**INSTRUCTIONS TO FOLLOW:** Quote verbatim the span of lines that begins the listing below and closes with the line containing "pub use output::write_atomically;".

**DATA EXTRACTS:**
---------------

//! Randomized test-input generator.
//!
//! Writes `count` cases to a text file, each as a block of the form
//!
//! ```text
//! <inputs>
//! ---
//! <expected>
//! ===
//! ```
//!
//! In [`Mode::Echo`] the input is one value and the expected output repeats
//! it; in [`Mode::Sum`] the input is two space-separated values and the
//! expected output is their sum. Values are drawn uniformly from `[min, max]`
//! by a [`rand::rngs::StdRng`] seeded from the clock unless a seed is given.
//!
//! ```rust
//! use casegen::{Mode, create_rng, generate};
//!
//! let mut buf = Vec::new();
//! generate(&mut buf, create_rng(7), 2, 5, 5, Mode::Sum).unwrap();
//! assert_eq!(String::from_utf8(buf).unwrap(), "5 5\n---\n10\n===\n5 5\n---\n10\n===\n");
//! ```

pub mod config;
pub mod generator;
pub mod output;
pub mod report;

use std::time::Instant;

use anyhow::Result;
use chrono::Local;

pub use config::{GenConfig, Settings, load_settings};
pub use generator::{Generator, Mode, TestCase, check_range, clock_seed, create_rng, generate};
pub use output::write_atomically;
pub use report::RunReport;

/// Generate the file described by `config`, replacing any previous one.
pub fn run(config: &GenConfig) -> Result<RunReport> {
    let seed = config.seed.unwrap_or_else(clock_seed);
    let started_at = Local::now();
    let start = Instant::now();

    let mut count = 0usize;
    write_atomically(&config.output, |w| {
        count = generate(
            w,
            create_rng(seed),
            config.count,
            config.min,
            config.max,
            config.mode,
        )?;
        Ok(())
    })?;

    Ok(RunReport {
        mode: config.mode,
        count,
        min: config.min,
        max: config.max,
        seed,
        output: config.output.clone(),
        started_at,
        finished_at: Local::now(),
        duration_ms: start.elapsed().as_millis(),
    })
}
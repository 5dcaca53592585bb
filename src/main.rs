use std::path::PathBuf;

use anyhow::Result;
use casegen::{GenConfig, Mode, RunReport, Settings, load_settings};
use clap::Parser;
use colored::Colorize;

fn main() -> Result<()> {
    let cli = Cli::parse();
    let mut settings = cli.settings();
    if let Some(path) = &cli.config {
        settings = settings.or(load_settings(path)?);
    }
    let config = GenConfig::resolve(settings)?;

    let report = casegen::run(&config)?;
    if let Some(path) = &cli.report {
        report.write(path)?;
    }
    if !cli.quiet {
        print_summary(&report);
    }
    Ok(())
}

#[derive(Parser, Debug)]
#[command(
    name = "casegen",
    version,
    about = "Generate randomized echo/sum test inputs with expected outputs"
)]
struct Cli {
    /// Number of cases to generate [default: 1000]
    #[arg(short = 'n', long)]
    count: Option<usize>,
    /// Case kind [default: sum]
    #[arg(short, long, value_enum)]
    mode: Option<Mode>,
    /// Smallest value that may be sampled [default: mode preset]
    #[arg(long, allow_hyphen_values = true)]
    min: Option<i64>,
    /// Largest value that may be sampled [default: mode preset]
    #[arg(long, allow_hyphen_values = true)]
    max: Option<i64>,
    /// File to write [default: inputs.txt]
    #[arg(short, long)]
    output: Option<PathBuf>,
    /// Seed for the random source [default: current time in seconds]
    #[arg(short, long)]
    seed: Option<u64>,
    /// TOML file supplying any option not given on the command line
    #[arg(short, long)]
    config: Option<PathBuf>,
    /// Write a JSON run report here
    #[arg(long)]
    report: Option<PathBuf>,
    #[arg(short, long)]
    quiet: bool,
}

impl Cli {
    fn settings(&self) -> Settings {
        Settings {
            count: self.count,
            mode: self.mode,
            min: self.min,
            max: self.max,
            output: self.output.clone(),
            seed: self.seed,
        }
    }
}

fn print_summary(report: &RunReport) {
    println!(
        "{} {} {} cases in [{}, {}] (seed {}) -> {} in {} ms",
        "generated".green().bold(),
        report.count,
        report.mode.as_str(),
        report.min,
        report.max,
        report.seed.to_string().cyan(),
        report.output.display(),
        report.duration_ms
    );
}
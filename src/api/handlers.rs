//! API request handlers

use super::models::{HealthResponse, RunRequest, RunResponse};
use super::routes::AppState;
use crate::error::ApiError;
use crate::handler::Job;
use axum::{
    Json,
    extract::{State, rejection::JsonRejection},
    http::StatusCode,
};

/// GET /health - Worker health check
pub async fn health(State(state): State<AppState>) -> (StatusCode, Json<HealthResponse>) {
    (
        StatusCode::OK,
        Json(HealthResponse {
            status: "healthy".to_string(),
            model_id: state.context.model_id.to_string(),
            snapshot_path: state.context.snapshot_path.clone(),
            timestamp: chrono::Utc::now(),
        }),
    )
}

/// GET /metrics - Prometheus metrics
pub async fn metrics(State(state): State<AppState>) -> String {
    state.prometheus_handle.render()
}

/// POST /runsync - Run one job and wait for its result
pub async fn run_sync(
    State(state): State<AppState>,
    body: Result<Json<RunRequest>, JsonRejection>,
) -> Result<Json<RunResponse>, ApiError> {
    let Json(req) = body.map_err(|e| ApiError::BadRequest(e.body_text()))?;

    let id = req
        .id
        .unwrap_or_else(|| format!("test-{}", uuid::Uuid::new_v4()));
    let job = Job {
        id: Some(id.clone()),
        input: req.input,
    };

    let output = state.context.handler.handle(&job).await;

    Ok(Json(RunResponse {
        id,
        status: "COMPLETED".to_string(),
        output,
    }))
}
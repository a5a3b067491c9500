//! Model Store worker - serverless text generation from a local hub cache
//!
//! Resolves a model snapshot from a Hugging Face style cache once per process,
//! loads it, and answers text-generation jobs from a serverless job runtime.

pub mod api;
pub mod config;
pub mod context;
pub mod error;
pub mod handler;
pub mod inference;
pub mod metrics;
pub mod models;
pub mod worker;

pub use config::{DeviceChoice, Precision, WorkerConfig};
pub use context::WorkerContext;
pub use error::{GenerationError, LoadError, ResolveError};
pub use handler::{GenerationRequest, GenerationResponse, Job, JobHandler};
pub use inference::{GeneratedText, SamplingParams, TextGenerator};
pub use models::{ModelId, resolve};
pub use worker::{JobTransport, JobWorker, RunpodTransport};
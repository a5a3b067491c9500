//! Error types
//!
//! Startup failures ([`ResolveError`], [`LoadError`]) are fatal and travel out of
//! `main`. Per-job failures ([`GenerationError`]) are rendered into the job's
//! error envelope and never leave the handler.

use axum::{
    Json,
    http::StatusCode,
    response::{IntoResponse, Response},
};
use serde::Serialize;
use std::path::PathBuf;

/// Snapshot resolution failures. Any of these aborts startup.
#[derive(Debug, thiserror::Error)]
pub enum ResolveError {
    #[error("MODEL_ID '{model_id}' is not in 'org/name' format")]
    InvalidIdentifier { model_id: String },

    #[error("snapshots directory not found: {}", path.display())]
    CacheNotFound { path: PathBuf },

    #[error("no snapshot subdirectories found under {}", path.display())]
    NoSnapshotsAvailable { path: PathBuf },
}

/// Failures while materializing the model from a resolved snapshot
#[derive(Debug, thiserror::Error)]
pub enum LoadError {
    #[error("failed to read {}: {source}", path.display())]
    Io {
        path: PathBuf,
        #[source]
        source: std::io::Error,
    },

    #[error("invalid {}: {message}", path.display())]
    InvalidConfig { path: PathBuf, message: String },

    #[error("unsupported model architecture: {0}")]
    UnsupportedArchitecture(String),

    #[error("no safetensors weights found in {}", .0.display())]
    MissingWeights(PathBuf),

    #[error("tokenizer error: {0}")]
    Tokenizer(String),

    #[error("model download failed: {0}")]
    Download(String),

    #[error("candle error: {0}")]
    Candle(#[from] candle_core::Error),
}

/// Request-scoped failures, reported to the caller as `{"status": "error"}`
#[derive(Debug, Clone, PartialEq, thiserror::Error)]
pub enum GenerationError {
    #[error("invalid request: {0}")]
    InvalidRequest(String),

    #[error("{0}")]
    Failed(String),

    #[error("generation returned no results")]
    Empty,
}

impl From<candle_core::Error> for GenerationError {
    fn from(err: candle_core::Error) -> Self {
        GenerationError::Failed(err.to_string())
    }
}

/// Errors surfaced by the local test API
#[derive(Debug)]
pub enum ApiError {
    BadRequest(String),
}

impl IntoResponse for ApiError {
    fn into_response(self) -> Response {
        let (status, message) = match self {
            ApiError::BadRequest(msg) => (StatusCode::BAD_REQUEST, msg),
        };

        let body = Json(ErrorResponse {
            error: message,
            timestamp: chrono::Utc::now(),
        });

        (status, body).into_response()
    }
}

#[derive(Serialize)]
struct ErrorResponse {
    error: String,
    timestamp: chrono::DateTime<chrono::Utc>,
}

#[cfg(test)]
mod tests {
    use super::*;

    #[test]
    fn test_resolve_error_messages_name_the_path() {
        let err = ResolveError::CacheNotFound {
            path: PathBuf::from("/cache/models--a--b/snapshots"),
        };
        assert!(err.to_string().contains("/cache/models--a--b/snapshots"));

        let err = ResolveError::InvalidIdentifier {
            model_id: "no-slash".to_string(),
        };
        assert!(err.to_string().contains("no-slash"));
    }

    #[test]
    fn test_generation_error_failed_is_bare_message() {
        let err = GenerationError::Failed("CUDA out of memory".to_string());
        assert_eq!(err.to_string(), "CUDA out of memory");
    }

    #[test]
    fn test_bad_request_status() {
        let response = ApiError::BadRequest("nope".to_string()).into_response();
        assert_eq!(response.status(), StatusCode::BAD_REQUEST);
    }
}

---------------

**THE COMPLETED TASK:**
//! Randomized test-input generator.
//!
//! Writes `count` cases to a text file, each as a block of the form
//!
//! ```text
//! <inputs>
//! ---
//! <expected>
//! ===
//! ```
//!
//! In [`Mode::Echo`] the input is one value and the expected output repeats
//! it; in [`Mode::Sum`] the input is two space-separated values and the
//! expected output is their sum. Values are drawn uniformly from `[min, max]`
//! by a [`rand::rngs::StdRng`] seeded from the clock unless a seed is given.
//!
//! ```rust
//! use casegen::{Mode, create_rng, generate};
//!
//! let mut buf = Vec::new();
//! generate(&mut buf, create_rng(7), 2, 5, 5, Mode::Sum).unwrap();
//! assert_eq!(String::from_utf8(buf).unwrap(), "5 5\n---\n10\n===\n5 5\n---\n10\n===\n");
//! ```

pub mod config;
pub mod generator;
pub mod output;
pub mod report;

use std::time::Instant;

use anyhow::Result;
use chrono::Local;

pub use config::{GenConfig, Settings, load_settings};
pub use generator::{Generator, Mode, TestCase, check_range, clock_seed, create_rng, generate};
pub use output::write_atomically;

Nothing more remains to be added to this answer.